Em relação ao processo educacional, fazem aposta enactante de Varela, que coloca o desejo enquanto busca relacional e não enquanto confrontação. Assim, a educação é entendida como o propósito de “possibilitar habilidades e acessos mínimos para construir mundos de significação e, por outro lado, o de propiciar experiências humanas de capacidade desejante em relação a mundos relacionais desejáveis".
Dificuldades ao conviver solidário: fazem supor que o ser humano se distanciou muito de seus nichos vitais e cooperativos ao longo do tempo, deixando surgir demandas de ordem mais competitivas e confrontativas, ficando aquelas enquanto saudade a ser resgatada. Para isso, faz-se necessária nossa participação ativa, prática, inclusiva, defendendo que: "boa parte de nossa identidade depende da maneira como estabelecemos laços comunicativos e encontramos formas de pertencimento". A identidade se afirma através de relacionamentos com outras pessoas, sendo construção histórica e afetiva de processos conscientes e inconscientes ao longo da vida.
Conclusão:
A primeira conclusão que podemos tirar das reflexões dos autores é que se faz necessária uma mudança estrutural na forma de pensar e viver da cultura ocidental, resgatando valores de base desde o relacionamento mãe e criança, como matriz da possibilidade de relações solidárias e sensíveis com o outro diferente de mim.

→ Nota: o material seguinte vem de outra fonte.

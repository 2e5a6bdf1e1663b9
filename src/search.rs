//! A `nom`-based parser for the $search boolean grammar.
//!
//! `OR` binds loosest, then `AND` (which may also be implicit between two
//! adjacent terms), then `NOT`, then grouping. The keywords are uppercase
//! and reserved; a bare search word may not spell one of them. Terms are
//! bare words or double-quoted phrases.

use crate::ast::{BinaryOperator, QueryExpr, UnaryOperator};
use crate::error::UriParseError;
use nom::{
    IResult, Parser,
    branch::alt,
    bytes::complete::take_while1,
    character::complete::{char, multispace0},
    combinator::{map, opt},
    multi::many0,
    sequence::delimited,
};

/// Parses a $search expression with the given maximum nesting depth.
pub fn parse_search(input: &str, max_depth: u32) -> Result<QueryExpr, UriParseError> {
    match ws(|i| or_expr(i, max_depth)).parse(input.trim()) {
        Ok(("", expr)) => Ok(expr),
        Ok((rem, _)) => Err(UriParseError::SearchParse(
            input.to_string(),
            format!("unparsed input remaining: '{rem}'"),
        )),
        Err(nom::Err::Failure(inner)) if inner.code == nom::error::ErrorKind::TooLarge => {
            Err(UriParseError::ExpressionTooDeep(input.to_string()))
        }
        Err(e) => Err(UriParseError::SearchParse(input.to_string(), e.to_string())),
    }
}

fn ws<'a, F, O, E>(inner: F) -> impl Parser<&'a str, Output = O, Error = E>
where
    F: Parser<&'a str, Output = O, Error = E>,
    E: nom::error::ParseError<&'a str>,
{
    delimited(multispace0, inner, multispace0)
}

fn enter<'a>(depth: u32, input: &'a str) -> Result<u32, nom::Err<nom::error::Error<&'a str>>> {
    depth.checked_sub(1).ok_or_else(|| {
        nom::Err::Failure(nom::error::Error::new(
            input,
            nom::error::ErrorKind::TooLarge,
        ))
    })
}

/// One unquoted search word: everything up to whitespace, parentheses, or
/// a quote. The uppercase connectives are not words.
fn search_word(input: &str) -> IResult<&str, &str> {
    let (rest, w) =
        take_while1(|c: char| !c.is_whitespace() && c != '(' && c != ')' && c != '"')
            .parse(input)?;
    if w == "AND" || w == "OR" || w == "NOT" {
        return Err(nom::Err::Error(nom::error::Error::new(
            input,
            nom::error::ErrorKind::Tag,
        )));
    }
    Ok((rest, w))
}

/// Matches exactly the given connective keyword. The whole word is
/// consumed before comparing, so a term like `NOTebook` is never split
/// into a connective and a remainder.
fn connective<'a>(kw: &'static str) -> impl FnMut(&'a str) -> IResult<&'a str, &'a str> {
    move |input| {
        let (rest, w) =
            take_while1(|c: char| !c.is_whitespace() && c != '(' && c != ')' && c != '"')
                .parse(input)?;
        if w == kw {
            Ok((rest, w))
        } else {
            Err(nom::Err::Error(nom::error::Error::new(
                input,
                nom::error::ErrorKind::Tag,
            )))
        }
    }
}

fn or_expr(input: &str, depth: u32) -> IResult<&str, QueryExpr> {
    let (input, first) = and_expr(input, depth)?;
    let (input, rest) = many0(|i| {
        let (i, _) = ws(connective("OR")).parse(i)?;
        and_expr(i, depth)
    })
    .parse(input)?;
    Ok((input, fold_binary(first, BinaryOperator::Or, rest)))
}

/// A sequence of NOT-terms joined by `AND` or by simple adjacency.
fn and_expr(input: &str, depth: u32) -> IResult<&str, QueryExpr> {
    let (input, first) = not_expr(input, depth)?;
    let (input, rest) = many0(|i| {
        let (i, _) = opt(ws(connective("AND"))).parse(i)?;
        not_expr(i, depth)
    })
    .parse(input)?;
    Ok((input, fold_binary(first, BinaryOperator::And, rest)))
}

fn fold_binary(first: QueryExpr, op: BinaryOperator, rest: Vec<QueryExpr>) -> QueryExpr {
    rest.into_iter().fold(first, |left, right| QueryExpr::Binary {
        op,
        left: Box::new(left),
        right: Box::new(right),
    })
}

fn not_expr(input: &str, depth: u32) -> IResult<&str, QueryExpr> {
    if let Ok((rest, _)) = ws(connective("NOT")).parse(input) {
        let depth = enter(depth, input)?;
        let (rest, expr) = not_expr(rest, depth)?;
        return Ok((
            rest,
            QueryExpr::Unary {
                op: UnaryOperator::Not,
                expr: Box::new(expr),
            },
        ));
    }
    primary(input, depth)
}

fn primary(input: &str, depth: u32) -> IResult<&str, QueryExpr> {
    ws(alt((
        |i| group(i, depth),
        phrase,
        map(search_word, |w| QueryExpr::SearchTerm(w.to_string())),
    )))
    .parse(input)
}

fn group(input: &str, depth: u32) -> IResult<&str, QueryExpr> {
    let (rest, _) = char('(').parse(input)?;
    let depth = enter(depth, input)?;
    let (rest, expr) = or_expr(rest, depth)?;
    let (rest, _) = ws(char(')')).parse(rest)?;
    Ok((rest, QueryExpr::Group(Box::new(expr))))
}

/// A double-quoted search phrase. No escape sequences; a phrase simply
/// cannot contain a quote.
fn phrase(input: &str) -> IResult<&str, QueryExpr> {
    map(
        delimited(
            char('"'),
            take_while1(|c: char| c != '"'),
            char('"'),
        ),
        |p: &str| QueryExpr::SearchTerm(p.to_string()),
    )
    .parse(input)
}
//! Defines the Abstract Syntax Tree (AST) for parsed URI query options.

/// A query expression produced by the $filter, $orderby, or $search parsers.
///
/// Identifiers and literals are carried through unresolved; binding them
/// against a schema is the caller's job.
#[derive(Debug, Clone, PartialEq)]
pub enum QueryExpr {
    Literal(LiteralValue),
    /// A member access path, e.g. `Address/City`.
    Path(Vec<String>),
    FunctionCall {
        name: String,
        args: Vec<QueryExpr>,
    },
    Binary {
        op: BinaryOperator,
        left: Box<QueryExpr>,
        right: Box<QueryExpr>,
    },
    Unary {
        op: UnaryOperator,
        expr: Box<QueryExpr>,
    },
    /// A single word or quoted phrase inside a $search expression.
    SearchTerm(String),
    /// An explicitly parenthesized sub-expression.
    Group(Box<QueryExpr>),
}

impl QueryExpr {
    /// Checks if the expression is a `Literal` variant.
    pub fn is_literal(&self) -> bool {
        matches!(self, QueryExpr::Literal(_))
    }

    /// Checks if the expression is a `Binary` variant.
    pub fn is_binary_op(&self) -> bool {
        matches!(self, QueryExpr::Binary { .. })
    }
}

/// A binary operator used in a query expression.
#[derive(Debug, Clone, Copy, PartialEq, Eq)]
pub enum BinaryOperator {
    // Logical
    Or,
    And,
    // Equality
    Equals,
    NotEquals,
    // Relational
    GreaterThan,
    GreaterThanOrEqual,
    LessThan,
    LessThanOrEqual,
    Has,
    // Additive
    Add,
    Subtract,
    // Multiplicative
    Multiply,
    Divide,
    Modulo,
}

/// A unary operator used in a query expression.
#[derive(Debug, Clone, Copy, PartialEq, Eq)]
pub enum UnaryOperator {
    Not,
    Minus,
}

/// A typed literal value appearing in a $filter expression.
#[derive(Debug, Clone, PartialEq)]
pub enum LiteralValue {
    Null,
    Boolean(bool),
    Integer(i64),
    Decimal(f64),
    String(String),
}

/// One `expression [asc|desc]` clause of a $orderby option.
#[derive(Debug, Clone, PartialEq)]
pub struct OrderByItem {
    pub expr: QueryExpr,
    pub direction: OrderByDirection,
}

#[derive(Debug, Clone, Copy, PartialEq, Eq)]
pub enum OrderByDirection {
    Ascending,
    Descending,
}

/// One slash-separated component of an expand/select path: a navigation
/// property name with an optional type-cast qualifier (`NS.Type/Nav`).
#[derive(Debug, Clone, PartialEq, Eq)]
pub struct PathSegment {
    pub identifier: String,
    pub type_cast: Option<String>,
}

impl PathSegment {
    pub fn new(identifier: impl Into<String>) -> Self {
        PathSegment {
            identifier: identifier.into(),
            type_cast: None,
        }
    }
}

/// The value of a $levels option: a finite depth or the `max` sentinel.
#[derive(Debug, Clone, Copy, PartialEq, Eq)]
pub enum LevelsValue {
    /// Expand to the maximum depth supported (`$levels=max`).
    Max,
    Depth(u64),
}

/// One navigation term of a $expand or $select list, together with all of
/// its parsed nested options. Optional fields stay `None` when the option
/// was not specified.
#[derive(Debug, Clone, PartialEq)]
pub struct ExpandTerm {
    pub path: Vec<PathSegment>,
    pub filter: Option<QueryExpr>,
    pub order_by: Option<Vec<OrderByItem>>,
    pub top: Option<u64>,
    pub skip: Option<u64>,
    pub count: Option<bool>,
    pub levels: Option<LevelsValue>,
    pub search: Option<QueryExpr>,
    pub select: Option<Vec<ExpandTerm>>,
    pub expand: Option<Vec<ExpandTerm>>,
}

impl ExpandTerm {
    /// Creates a term with only its path set.
    pub fn new(path: Vec<PathSegment>) -> Self {
        ExpandTerm {
            path,
            filter: None,
            order_by: None,
            top: None,
            skip: None,
            count: None,
            levels: None,
            search: None,
            select: None,
            expand: None,
        }
    }

    /// The identifier of the last path segment, used in diagnostics.
    pub fn last_identifier(&self) -> &str {
        self.path.last().map(|s| s.identifier.as_str()).unwrap_or("")
    }

    /// Checks whether any nested option was specified for this term.
    pub fn has_options(&self) -> bool {
        self.filter.is_some()
            || self.order_by.is_some()
            || self.top.is_some()
            || self.skip.is_some()
            || self.count.is_some()
            || self.levels.is_some()
            || self.search.is_some()
            || self.select.is_some()
            || self.expand.is_some()
    }
}
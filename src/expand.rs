//! Parser for the option list that can follow the path part of a $expand
//! or $select term.
//!
//! Delegates to other parsing code as needed: a nested $filter fires up the
//! expression parser, a nested $expand recurses into a fresh
//! [`SelectExpandParser`](crate::select_expand::SelectExpandParser) with a
//! decremented budget. Those parsers never know they were invoked from a
//! nested position.

use crate::ast::{ExpandTerm, LevelsValue, PathSegment};
use crate::error::UriParseError;
use crate::expression;
use crate::lexer::{OptionLexer, TokenKind};
use crate::search;
use crate::select_expand::{RecursionBudget, SelectExpandParser};

/// The nested query options recognized inside a term's parentheses.
#[derive(Debug, Clone, Copy, PartialEq, Eq)]
enum OptionKind {
    Filter,
    OrderBy,
    Top,
    Skip,
    Count,
    Levels,
    Search,
    Select,
    Expand,
}

/// The fixed keyword table. Immutable; dispatch is an exhaustive match on
/// [`OptionKind`].
const QUERY_OPTIONS: &[(&str, OptionKind)] = &[
    ("filter", OptionKind::Filter),
    ("orderby", OptionKind::OrderBy),
    ("top", OptionKind::Top),
    ("skip", OptionKind::Skip),
    ("count", OptionKind::Count),
    ("levels", OptionKind::Levels),
    ("search", OptionKind::Search),
    ("select", OptionKind::Select),
    ("expand", OptionKind::Expand),
];

/// Looks up an option keyword. A leading `$` is accepted and stripped;
/// comparison is case-insensitive only when the flag is set.
fn lookup_option(raw: &str, case_insensitive: bool) -> Option<OptionKind> {
    let name = raw.strip_prefix('$').unwrap_or(raw);
    QUERY_OPTIONS
        .iter()
        .find(|(kw, _)| {
            if case_insensitive {
                kw.eq_ignore_ascii_case(name)
            } else {
                *kw == name
            }
        })
        .map(|(_, kind)| *kind)
}

/// Builds one [`ExpandTerm`] from a parsed path and the raw text of its
/// parenthesized option list.
pub(crate) struct ExpandOptionParser {
    budget: RecursionBudget,
    case_insensitive: bool,
}

impl ExpandOptionParser {
    pub(crate) fn new(budget: RecursionBudget, case_insensitive: bool) -> Self {
        ExpandOptionParser {
            budget,
            case_insensitive,
        }
    }

    /// Parses `options_text` (the term's `(...)` block, parentheses
    /// included) and assembles the fully populated term. `None` or text
    /// without a leading `(` yields a term with only the path set.
    ///
    /// Re-specifying a keyword within one list is not rejected; the last
    /// occurrence wins.
    pub(crate) fn build_term(
        &self,
        path: Vec<PathSegment>,
        options_text: Option<&str>,
    ) -> Result<ExpandTerm, UriParseError> {
        let mut term = ExpandTerm::new(path);
        let Some(text) = options_text else {
            return Ok(term);
        };

        let mut lexer = OptionLexer::new(text)?;
        if lexer.current().kind == TokenKind::OpenParen {
            lexer.advance()?;

            // (), which is never valid.
            if lexer.current().kind == TokenKind::CloseParen {
                return Err(UriParseError::MissingOption(
                    term.last_identifier().to_string(),
                ));
            }

            while lexer.current().kind != TokenKind::CloseParen {
                let raw = lexer.current().text;
                let Some(kind) = lookup_option(raw, self.case_insensitive) else {
                    return Err(UriParseError::UnrecognizedOption(raw.to_string()));
                };

                // advance to the equal sign
                lexer.advance()?;
                if lexer.current().kind != TokenKind::Equal {
                    return Err(UriParseError::MalformedOption(
                        text.to_string(),
                        format!("expected '=' after '{raw}'"),
                    ));
                }
                let value = lexer.advance_through_balanced_value()?;

                match kind {
                    OptionKind::Filter => {
                        term.filter =
                            Some(expression::parse_filter(value, self.budget.filter)?);
                    }
                    OptionKind::OrderBy => {
                        term.order_by =
                            Some(expression::parse_order_by(value, self.budget.order_by)?);
                    }
                    OptionKind::Top => {
                        term.top = Some(parse_top(value)?);
                    }
                    OptionKind::Skip => {
                        term.skip = Some(parse_skip(value)?);
                    }
                    OptionKind::Count => {
                        term.count = Some(parse_count(value)?);
                    }
                    OptionKind::Levels => {
                        term.levels = Some(parse_levels(value, self.case_insensitive)?);
                    }
                    OptionKind::Search => {
                        term.search = Some(search::parse_search(value, self.budget.search)?);
                    }
                    OptionKind::Select => {
                        // Selection does not consume an expand nesting level.
                        let parser =
                            SelectExpandParser::new(value, self.budget, self.case_insensitive);
                        term.select = Some(parser.parse_select()?);
                    }
                    OptionKind::Expand => {
                        let Some(budget) = self.budget.enter_expand() else {
                            return Err(UriParseError::RecursionLimitExceeded(
                                term.last_identifier().to_string(),
                            ));
                        };
                        let parser =
                            SelectExpandParser::new(value, budget, self.case_insensitive);
                        term.expand = Some(parser.parse_expand()?);
                    }
                }

                match lexer.current().kind {
                    TokenKind::Semicolon => lexer.advance()?,
                    TokenKind::CloseParen => {}
                    _ => {
                        return Err(UriParseError::MalformedOption(
                            text.to_string(),
                            "option list is not terminated by ')'".to_string(),
                        ));
                    }
                }
            }

            // Move past the ')'.
            lexer.advance()?;
        }

        // Either there was no '(' at all or we just read past the ')', so
        // the option text must be exhausted.
        if lexer.current().kind != TokenKind::End {
            return Err(UriParseError::MalformedOption(
                text.to_string(),
                format!("unexpected trailing text '{}'", lexer.current().text),
            ));
        }

        Ok(term)
    }
}

// --- Scalar option values ---

fn non_negative_integer(option: &'static str, text: &str) -> Result<u64, UriParseError> {
    match text.parse::<i64>() {
        Ok(n) if n >= 0 => Ok(n as u64),
        Ok(_) => Err(UriParseError::InvalidOptionValue(
            option,
            text.to_string(),
            "value must not be negative".to_string(),
        )),
        Err(_) => Err(UriParseError::InvalidOptionValue(
            option,
            text.to_string(),
            "value is not a valid integer".to_string(),
        )),
    }
}

/// Parses the value of a $top option.
pub fn parse_top(text: &str) -> Result<u64, UriParseError> {
    non_negative_integer("top", text)
}

/// Parses the value of a $skip option.
pub fn parse_skip(text: &str) -> Result<u64, UriParseError> {
    non_negative_integer("skip", text)
}

/// Parses the value of a $count option. Only the exact keywords `true` and
/// `false` are accepted, regardless of the case-insensitivity flag.
pub fn parse_count(text: &str) -> Result<bool, UriParseError> {
    match text {
        "true" => Ok(true),
        "false" => Ok(false),
        _ => Err(UriParseError::InvalidOptionValue(
            "count",
            text.to_string(),
            "value must be 'true' or 'false'".to_string(),
        )),
    }
}

/// Parses the value of a $levels option: `max` (case rule per flag) maps
/// to the unbounded sentinel, otherwise a non-negative integer.
pub fn parse_levels(text: &str, case_insensitive: bool) -> Result<LevelsValue, UriParseError> {
    let is_max = if case_insensitive {
        text.eq_ignore_ascii_case("max")
    } else {
        text == "max"
    };
    if is_max {
        return Ok(LevelsValue::Max);
    }
    match text.parse::<i64>() {
        Ok(n) if n >= 0 => Ok(LevelsValue::Depth(n as u64)),
        Ok(_) => Err(UriParseError::InvalidOptionValue(
            "levels",
            text.to_string(),
            "value must not be negative".to_string(),
        )),
        Err(_) => Err(UriParseError::InvalidOptionValue(
            "levels",
            text.to_string(),
            "value must be 'max' or a non-negative integer".to_string(),
        )),
    }
}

A consolidação do capitalismo e as propostas atuais do neoliberalismo, enquanto modelos de um viver social que trouxesse mais felicidade ao homem não se realizou. Os contratos do mercado de trabalho e a forma de inter-relação humana tem trazido inúmeras conseqüências ruins para as subjetividades dos homens nesse momento histórico cultural, e isso desde o renascimento, no século XVI. O modelo de racionalidade que vem predominando na ciência moderna não responde ao ser humano em seus desejos e inquietações mais profundos, daí fazer-se necessário o estabelecimento de um novo paradigma para se repensar as relações sociais entre as pessoas e como o mundo maior, planeta Terra.
Somos todos interdependentes e capazes de criar estilos novos de viver, resgatando a sociabilidade cooperativa e colaborativa, em detrimento à competição do mercado econômico, hoje expandido a todos os tipos de relacionamentos. A ambivalência e a ambigüidade de nosso pensamento humano precisam se associar também a nossa sensibilidade social e ao desejo de reconhecimento recíproco. Cabe ao homem pensante e afetivo resgatar novas possibilidades de ser feliz com os outros, fazendo da felicidade do outro parte de sua felicidade, num projeto de harmonia maior.
Somos ainda carentes de sabedoria ética para o mundo complexo no qual vivemos, o que de certa forma nos pegou de surpresa. A única saída possível é não perdermos a Esperança, pois “quem espera é um ser criador dos objetos de seu desejo”.